DATA FOR ANALYSIS
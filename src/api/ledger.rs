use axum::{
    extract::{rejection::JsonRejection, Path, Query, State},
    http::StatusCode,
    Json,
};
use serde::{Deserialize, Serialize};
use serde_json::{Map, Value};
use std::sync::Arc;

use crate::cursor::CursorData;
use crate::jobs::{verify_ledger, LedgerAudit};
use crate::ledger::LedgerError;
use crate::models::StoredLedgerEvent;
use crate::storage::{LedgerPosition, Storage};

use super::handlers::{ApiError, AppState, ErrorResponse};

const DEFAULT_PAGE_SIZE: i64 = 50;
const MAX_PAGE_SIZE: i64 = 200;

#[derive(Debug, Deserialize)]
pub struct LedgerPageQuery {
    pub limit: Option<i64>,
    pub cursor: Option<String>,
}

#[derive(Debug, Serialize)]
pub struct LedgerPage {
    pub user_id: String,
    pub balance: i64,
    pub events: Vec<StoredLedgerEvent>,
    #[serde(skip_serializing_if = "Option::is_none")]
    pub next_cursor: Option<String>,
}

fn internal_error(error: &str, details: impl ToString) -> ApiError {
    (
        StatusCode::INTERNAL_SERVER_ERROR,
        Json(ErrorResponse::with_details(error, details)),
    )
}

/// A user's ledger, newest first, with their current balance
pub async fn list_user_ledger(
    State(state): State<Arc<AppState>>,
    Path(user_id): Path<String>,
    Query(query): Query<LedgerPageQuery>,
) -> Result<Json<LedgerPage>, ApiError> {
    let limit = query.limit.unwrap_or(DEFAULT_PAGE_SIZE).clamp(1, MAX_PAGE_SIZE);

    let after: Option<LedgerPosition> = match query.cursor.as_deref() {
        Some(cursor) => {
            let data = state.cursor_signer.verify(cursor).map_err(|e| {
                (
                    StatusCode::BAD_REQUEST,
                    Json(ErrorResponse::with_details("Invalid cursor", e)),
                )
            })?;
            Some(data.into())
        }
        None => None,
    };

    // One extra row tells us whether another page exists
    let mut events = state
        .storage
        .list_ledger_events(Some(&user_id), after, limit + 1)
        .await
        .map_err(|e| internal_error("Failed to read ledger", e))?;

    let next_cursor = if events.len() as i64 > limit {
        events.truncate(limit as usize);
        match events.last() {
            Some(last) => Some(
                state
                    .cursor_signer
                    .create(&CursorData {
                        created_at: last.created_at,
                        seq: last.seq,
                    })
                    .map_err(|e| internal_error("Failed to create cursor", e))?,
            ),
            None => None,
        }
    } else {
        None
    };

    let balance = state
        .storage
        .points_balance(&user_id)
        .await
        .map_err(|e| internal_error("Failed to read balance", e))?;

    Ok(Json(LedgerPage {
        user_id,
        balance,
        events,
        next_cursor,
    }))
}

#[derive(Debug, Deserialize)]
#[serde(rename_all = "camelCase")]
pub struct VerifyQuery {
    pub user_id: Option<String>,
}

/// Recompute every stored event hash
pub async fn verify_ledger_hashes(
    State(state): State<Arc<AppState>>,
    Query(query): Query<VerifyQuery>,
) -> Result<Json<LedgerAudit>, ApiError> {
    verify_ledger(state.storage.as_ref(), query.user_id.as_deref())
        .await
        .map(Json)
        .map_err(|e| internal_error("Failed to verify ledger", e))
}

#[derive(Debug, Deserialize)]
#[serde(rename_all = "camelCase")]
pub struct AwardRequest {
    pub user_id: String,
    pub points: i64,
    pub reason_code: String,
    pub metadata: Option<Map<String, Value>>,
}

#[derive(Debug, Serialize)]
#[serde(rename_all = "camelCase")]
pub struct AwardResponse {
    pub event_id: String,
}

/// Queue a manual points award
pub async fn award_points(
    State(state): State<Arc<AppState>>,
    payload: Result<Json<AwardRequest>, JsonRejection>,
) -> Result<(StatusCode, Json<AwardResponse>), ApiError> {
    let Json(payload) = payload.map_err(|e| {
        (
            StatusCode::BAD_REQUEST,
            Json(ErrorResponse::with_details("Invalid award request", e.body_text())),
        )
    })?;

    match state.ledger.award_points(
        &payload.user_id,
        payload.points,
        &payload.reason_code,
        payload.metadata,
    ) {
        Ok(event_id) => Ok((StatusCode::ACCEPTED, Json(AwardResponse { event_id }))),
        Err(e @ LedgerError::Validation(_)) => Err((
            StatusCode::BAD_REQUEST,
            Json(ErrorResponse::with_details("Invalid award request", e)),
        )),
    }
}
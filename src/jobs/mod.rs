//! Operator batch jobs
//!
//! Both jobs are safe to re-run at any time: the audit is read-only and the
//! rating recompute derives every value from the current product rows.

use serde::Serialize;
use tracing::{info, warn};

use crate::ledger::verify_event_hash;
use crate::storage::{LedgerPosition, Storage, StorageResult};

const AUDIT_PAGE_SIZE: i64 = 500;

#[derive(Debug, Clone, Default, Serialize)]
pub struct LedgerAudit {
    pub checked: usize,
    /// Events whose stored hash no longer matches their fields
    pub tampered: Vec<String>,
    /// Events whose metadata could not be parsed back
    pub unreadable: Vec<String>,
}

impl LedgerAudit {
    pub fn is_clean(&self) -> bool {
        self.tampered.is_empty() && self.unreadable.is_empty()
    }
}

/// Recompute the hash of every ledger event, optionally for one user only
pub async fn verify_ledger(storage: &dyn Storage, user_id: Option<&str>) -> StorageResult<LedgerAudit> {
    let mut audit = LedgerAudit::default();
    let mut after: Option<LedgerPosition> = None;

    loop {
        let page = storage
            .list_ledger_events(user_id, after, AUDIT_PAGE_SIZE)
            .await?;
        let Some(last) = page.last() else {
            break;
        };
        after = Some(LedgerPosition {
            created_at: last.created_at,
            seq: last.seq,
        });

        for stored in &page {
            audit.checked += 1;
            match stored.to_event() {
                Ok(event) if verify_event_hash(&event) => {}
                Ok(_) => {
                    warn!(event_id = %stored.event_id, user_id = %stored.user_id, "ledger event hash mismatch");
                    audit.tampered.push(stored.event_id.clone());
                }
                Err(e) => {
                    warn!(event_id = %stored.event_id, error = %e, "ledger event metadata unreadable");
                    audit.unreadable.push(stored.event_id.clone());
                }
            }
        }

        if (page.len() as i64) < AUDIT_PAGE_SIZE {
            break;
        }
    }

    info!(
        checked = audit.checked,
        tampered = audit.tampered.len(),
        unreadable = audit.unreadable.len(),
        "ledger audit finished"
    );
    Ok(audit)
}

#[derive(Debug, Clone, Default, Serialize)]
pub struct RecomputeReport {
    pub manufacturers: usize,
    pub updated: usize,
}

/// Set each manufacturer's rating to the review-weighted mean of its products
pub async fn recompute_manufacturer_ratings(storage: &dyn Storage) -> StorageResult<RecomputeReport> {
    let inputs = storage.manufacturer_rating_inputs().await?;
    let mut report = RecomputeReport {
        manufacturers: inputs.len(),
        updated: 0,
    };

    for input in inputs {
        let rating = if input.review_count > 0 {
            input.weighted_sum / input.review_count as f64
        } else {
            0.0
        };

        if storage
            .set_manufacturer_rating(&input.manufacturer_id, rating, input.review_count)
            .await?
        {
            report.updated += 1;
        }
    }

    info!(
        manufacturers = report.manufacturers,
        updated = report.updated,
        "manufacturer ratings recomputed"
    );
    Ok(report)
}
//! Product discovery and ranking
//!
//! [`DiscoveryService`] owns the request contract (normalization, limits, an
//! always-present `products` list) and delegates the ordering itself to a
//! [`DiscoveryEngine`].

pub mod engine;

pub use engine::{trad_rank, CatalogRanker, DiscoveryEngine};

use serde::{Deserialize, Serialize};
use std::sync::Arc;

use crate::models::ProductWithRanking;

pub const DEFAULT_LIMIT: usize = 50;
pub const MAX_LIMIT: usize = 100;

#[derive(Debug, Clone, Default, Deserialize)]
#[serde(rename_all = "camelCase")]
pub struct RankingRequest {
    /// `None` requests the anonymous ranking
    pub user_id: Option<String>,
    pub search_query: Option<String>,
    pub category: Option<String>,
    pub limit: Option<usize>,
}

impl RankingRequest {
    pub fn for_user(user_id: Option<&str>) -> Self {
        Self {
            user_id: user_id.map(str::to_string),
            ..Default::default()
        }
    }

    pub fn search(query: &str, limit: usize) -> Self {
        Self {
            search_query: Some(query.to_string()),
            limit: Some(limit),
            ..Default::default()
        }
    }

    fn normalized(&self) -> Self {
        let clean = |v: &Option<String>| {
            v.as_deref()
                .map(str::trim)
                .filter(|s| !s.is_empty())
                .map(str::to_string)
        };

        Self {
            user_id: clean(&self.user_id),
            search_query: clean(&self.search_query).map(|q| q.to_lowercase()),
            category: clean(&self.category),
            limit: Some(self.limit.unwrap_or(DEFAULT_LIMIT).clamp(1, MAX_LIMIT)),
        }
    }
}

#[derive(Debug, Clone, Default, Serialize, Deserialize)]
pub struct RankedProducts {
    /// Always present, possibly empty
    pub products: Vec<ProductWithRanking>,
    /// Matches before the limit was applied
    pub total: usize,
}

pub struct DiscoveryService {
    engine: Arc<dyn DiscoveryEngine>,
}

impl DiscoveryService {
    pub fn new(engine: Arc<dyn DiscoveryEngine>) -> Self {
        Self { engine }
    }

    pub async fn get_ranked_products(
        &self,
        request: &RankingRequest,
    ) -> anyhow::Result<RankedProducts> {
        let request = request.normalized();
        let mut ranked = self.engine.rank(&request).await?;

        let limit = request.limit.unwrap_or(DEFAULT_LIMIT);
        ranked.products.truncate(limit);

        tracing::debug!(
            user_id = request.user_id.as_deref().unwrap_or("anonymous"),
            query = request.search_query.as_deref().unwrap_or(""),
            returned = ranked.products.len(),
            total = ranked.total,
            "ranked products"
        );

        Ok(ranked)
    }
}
* * *
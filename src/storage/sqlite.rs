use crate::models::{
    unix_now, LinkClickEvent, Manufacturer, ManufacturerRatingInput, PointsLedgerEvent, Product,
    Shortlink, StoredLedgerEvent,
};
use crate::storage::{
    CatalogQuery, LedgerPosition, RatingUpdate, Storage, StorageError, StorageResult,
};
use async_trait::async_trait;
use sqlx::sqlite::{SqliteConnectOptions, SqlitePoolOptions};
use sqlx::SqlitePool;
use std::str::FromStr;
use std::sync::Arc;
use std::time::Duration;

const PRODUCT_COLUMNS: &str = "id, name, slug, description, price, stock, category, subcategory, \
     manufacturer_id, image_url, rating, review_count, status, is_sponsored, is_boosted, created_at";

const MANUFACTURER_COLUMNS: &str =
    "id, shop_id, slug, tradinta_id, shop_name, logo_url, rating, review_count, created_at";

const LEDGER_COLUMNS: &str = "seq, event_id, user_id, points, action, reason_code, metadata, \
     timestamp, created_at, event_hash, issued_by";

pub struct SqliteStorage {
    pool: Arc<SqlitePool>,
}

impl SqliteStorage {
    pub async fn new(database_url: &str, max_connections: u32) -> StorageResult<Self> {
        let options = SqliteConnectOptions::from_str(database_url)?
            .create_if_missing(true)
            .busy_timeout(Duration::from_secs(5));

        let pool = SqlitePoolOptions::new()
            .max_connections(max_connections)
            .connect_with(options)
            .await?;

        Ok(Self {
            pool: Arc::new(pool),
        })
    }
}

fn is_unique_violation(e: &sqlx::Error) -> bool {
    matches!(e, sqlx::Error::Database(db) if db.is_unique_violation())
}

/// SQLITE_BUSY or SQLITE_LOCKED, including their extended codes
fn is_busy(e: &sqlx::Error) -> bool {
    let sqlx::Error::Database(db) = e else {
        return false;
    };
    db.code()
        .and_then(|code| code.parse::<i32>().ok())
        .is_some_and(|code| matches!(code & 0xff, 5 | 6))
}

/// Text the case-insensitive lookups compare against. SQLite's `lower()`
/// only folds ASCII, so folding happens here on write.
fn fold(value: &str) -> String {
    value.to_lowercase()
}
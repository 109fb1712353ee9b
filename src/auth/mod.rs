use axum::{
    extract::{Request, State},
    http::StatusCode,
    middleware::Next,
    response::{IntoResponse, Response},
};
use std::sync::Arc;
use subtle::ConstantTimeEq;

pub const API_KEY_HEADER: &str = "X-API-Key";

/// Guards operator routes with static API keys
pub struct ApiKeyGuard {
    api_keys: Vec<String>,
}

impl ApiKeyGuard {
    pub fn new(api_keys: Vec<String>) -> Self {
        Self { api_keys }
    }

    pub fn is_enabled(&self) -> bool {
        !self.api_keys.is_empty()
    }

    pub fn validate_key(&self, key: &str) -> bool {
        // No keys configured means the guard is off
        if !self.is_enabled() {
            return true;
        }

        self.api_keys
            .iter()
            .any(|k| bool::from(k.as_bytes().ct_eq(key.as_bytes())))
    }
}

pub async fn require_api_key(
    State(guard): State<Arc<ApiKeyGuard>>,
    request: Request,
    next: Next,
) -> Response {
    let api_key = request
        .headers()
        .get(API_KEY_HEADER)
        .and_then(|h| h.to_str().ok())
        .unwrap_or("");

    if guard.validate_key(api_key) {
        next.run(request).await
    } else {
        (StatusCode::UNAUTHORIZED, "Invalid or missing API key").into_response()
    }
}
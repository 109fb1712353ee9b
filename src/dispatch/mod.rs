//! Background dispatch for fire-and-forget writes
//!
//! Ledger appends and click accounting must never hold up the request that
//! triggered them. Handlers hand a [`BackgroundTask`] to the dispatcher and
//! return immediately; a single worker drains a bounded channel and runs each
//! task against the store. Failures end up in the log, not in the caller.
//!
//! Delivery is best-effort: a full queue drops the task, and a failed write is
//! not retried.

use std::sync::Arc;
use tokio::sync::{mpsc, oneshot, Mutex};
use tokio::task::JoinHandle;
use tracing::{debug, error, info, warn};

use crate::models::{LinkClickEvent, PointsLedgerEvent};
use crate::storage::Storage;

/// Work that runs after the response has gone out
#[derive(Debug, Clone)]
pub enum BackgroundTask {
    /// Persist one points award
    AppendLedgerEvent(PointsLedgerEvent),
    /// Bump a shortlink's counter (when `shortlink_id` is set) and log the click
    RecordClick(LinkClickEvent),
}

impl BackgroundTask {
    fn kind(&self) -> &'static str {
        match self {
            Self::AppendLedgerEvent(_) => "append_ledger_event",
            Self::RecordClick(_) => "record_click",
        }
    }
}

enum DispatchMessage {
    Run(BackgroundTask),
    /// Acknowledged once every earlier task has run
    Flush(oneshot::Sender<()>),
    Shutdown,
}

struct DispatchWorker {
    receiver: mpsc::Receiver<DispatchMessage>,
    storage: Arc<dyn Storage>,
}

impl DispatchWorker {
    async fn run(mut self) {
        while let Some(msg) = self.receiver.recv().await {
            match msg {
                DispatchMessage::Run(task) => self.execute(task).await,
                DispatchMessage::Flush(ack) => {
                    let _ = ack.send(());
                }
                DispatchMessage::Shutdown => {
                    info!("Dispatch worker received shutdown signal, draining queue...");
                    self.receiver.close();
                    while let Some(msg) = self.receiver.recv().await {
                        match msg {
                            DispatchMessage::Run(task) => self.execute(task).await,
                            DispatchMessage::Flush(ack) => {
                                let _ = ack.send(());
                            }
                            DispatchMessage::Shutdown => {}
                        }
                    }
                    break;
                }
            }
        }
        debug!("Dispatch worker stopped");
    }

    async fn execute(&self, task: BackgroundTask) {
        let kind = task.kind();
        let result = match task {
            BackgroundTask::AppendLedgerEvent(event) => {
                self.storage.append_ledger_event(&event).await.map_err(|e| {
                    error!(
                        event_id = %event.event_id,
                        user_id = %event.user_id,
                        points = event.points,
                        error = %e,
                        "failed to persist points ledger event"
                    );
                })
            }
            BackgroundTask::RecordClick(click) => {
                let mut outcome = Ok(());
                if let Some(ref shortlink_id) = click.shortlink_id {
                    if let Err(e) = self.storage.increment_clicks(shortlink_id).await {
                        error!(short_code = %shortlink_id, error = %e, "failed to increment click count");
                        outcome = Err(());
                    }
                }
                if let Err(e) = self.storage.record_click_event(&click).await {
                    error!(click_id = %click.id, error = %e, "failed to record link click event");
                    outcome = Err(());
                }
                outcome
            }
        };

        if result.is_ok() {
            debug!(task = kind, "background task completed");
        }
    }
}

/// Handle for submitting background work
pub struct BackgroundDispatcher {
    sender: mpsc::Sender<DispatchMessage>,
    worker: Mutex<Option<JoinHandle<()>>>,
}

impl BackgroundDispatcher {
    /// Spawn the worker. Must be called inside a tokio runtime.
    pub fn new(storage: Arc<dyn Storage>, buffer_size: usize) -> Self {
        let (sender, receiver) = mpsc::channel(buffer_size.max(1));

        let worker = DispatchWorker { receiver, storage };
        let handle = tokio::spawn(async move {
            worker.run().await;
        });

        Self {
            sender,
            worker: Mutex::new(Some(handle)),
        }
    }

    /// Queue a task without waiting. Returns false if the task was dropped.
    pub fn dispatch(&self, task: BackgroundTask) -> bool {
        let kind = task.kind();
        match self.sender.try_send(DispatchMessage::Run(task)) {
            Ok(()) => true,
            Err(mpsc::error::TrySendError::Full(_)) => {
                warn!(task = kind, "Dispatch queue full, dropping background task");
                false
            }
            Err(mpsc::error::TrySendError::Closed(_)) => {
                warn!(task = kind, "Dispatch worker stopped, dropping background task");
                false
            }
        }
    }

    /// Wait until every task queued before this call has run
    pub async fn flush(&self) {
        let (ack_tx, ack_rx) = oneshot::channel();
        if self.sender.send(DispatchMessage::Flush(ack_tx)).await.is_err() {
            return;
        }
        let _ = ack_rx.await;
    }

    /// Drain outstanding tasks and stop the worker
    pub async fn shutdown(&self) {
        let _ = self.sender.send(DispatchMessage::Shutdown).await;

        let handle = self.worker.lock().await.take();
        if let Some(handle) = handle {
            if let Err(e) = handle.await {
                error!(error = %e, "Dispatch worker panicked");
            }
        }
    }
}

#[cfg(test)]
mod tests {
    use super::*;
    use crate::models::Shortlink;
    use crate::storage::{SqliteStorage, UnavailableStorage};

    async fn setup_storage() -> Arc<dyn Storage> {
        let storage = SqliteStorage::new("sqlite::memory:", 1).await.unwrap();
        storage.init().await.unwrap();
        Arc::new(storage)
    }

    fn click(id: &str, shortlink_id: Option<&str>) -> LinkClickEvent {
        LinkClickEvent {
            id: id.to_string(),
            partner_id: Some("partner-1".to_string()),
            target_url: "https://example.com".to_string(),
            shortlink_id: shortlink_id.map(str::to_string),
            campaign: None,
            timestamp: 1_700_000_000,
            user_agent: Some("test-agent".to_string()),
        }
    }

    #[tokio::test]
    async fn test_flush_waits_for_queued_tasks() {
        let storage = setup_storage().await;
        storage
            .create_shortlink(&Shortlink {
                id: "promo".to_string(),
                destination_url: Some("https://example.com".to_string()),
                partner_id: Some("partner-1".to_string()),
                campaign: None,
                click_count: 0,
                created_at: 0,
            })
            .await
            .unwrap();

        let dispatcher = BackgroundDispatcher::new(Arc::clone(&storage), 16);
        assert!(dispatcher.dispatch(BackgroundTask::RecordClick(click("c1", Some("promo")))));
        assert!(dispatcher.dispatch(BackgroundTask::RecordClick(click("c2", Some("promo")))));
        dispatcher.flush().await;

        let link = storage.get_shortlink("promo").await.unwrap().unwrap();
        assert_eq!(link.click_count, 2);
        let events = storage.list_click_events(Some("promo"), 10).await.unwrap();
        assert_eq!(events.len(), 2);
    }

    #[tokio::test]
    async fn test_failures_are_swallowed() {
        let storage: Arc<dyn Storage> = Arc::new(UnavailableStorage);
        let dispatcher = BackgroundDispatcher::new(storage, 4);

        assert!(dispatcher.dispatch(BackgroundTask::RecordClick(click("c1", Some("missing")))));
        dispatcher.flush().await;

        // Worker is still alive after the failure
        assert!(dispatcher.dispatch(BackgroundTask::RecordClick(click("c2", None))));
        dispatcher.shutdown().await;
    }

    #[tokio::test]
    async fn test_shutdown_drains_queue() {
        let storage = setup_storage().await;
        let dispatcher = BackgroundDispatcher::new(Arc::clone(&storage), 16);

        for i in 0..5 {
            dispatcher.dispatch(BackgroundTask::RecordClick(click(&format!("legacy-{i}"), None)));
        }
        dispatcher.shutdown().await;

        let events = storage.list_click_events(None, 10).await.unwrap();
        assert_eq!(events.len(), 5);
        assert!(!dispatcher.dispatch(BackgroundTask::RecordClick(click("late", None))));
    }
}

ACTIVITY
Each line of the listing that contains the word "kind" must be copied.

WRITTEN ANSWER
    fn kind(&self) -> &'static str {
        let kind = task.kind();
            debug!(task = kind, "background task completed");
        let kind = task.kind();
                warn!(task = kind, "Dispatch queue full, dropping background task");
                warn!(task = kind, "Dispatch worker stopped, dropping background task");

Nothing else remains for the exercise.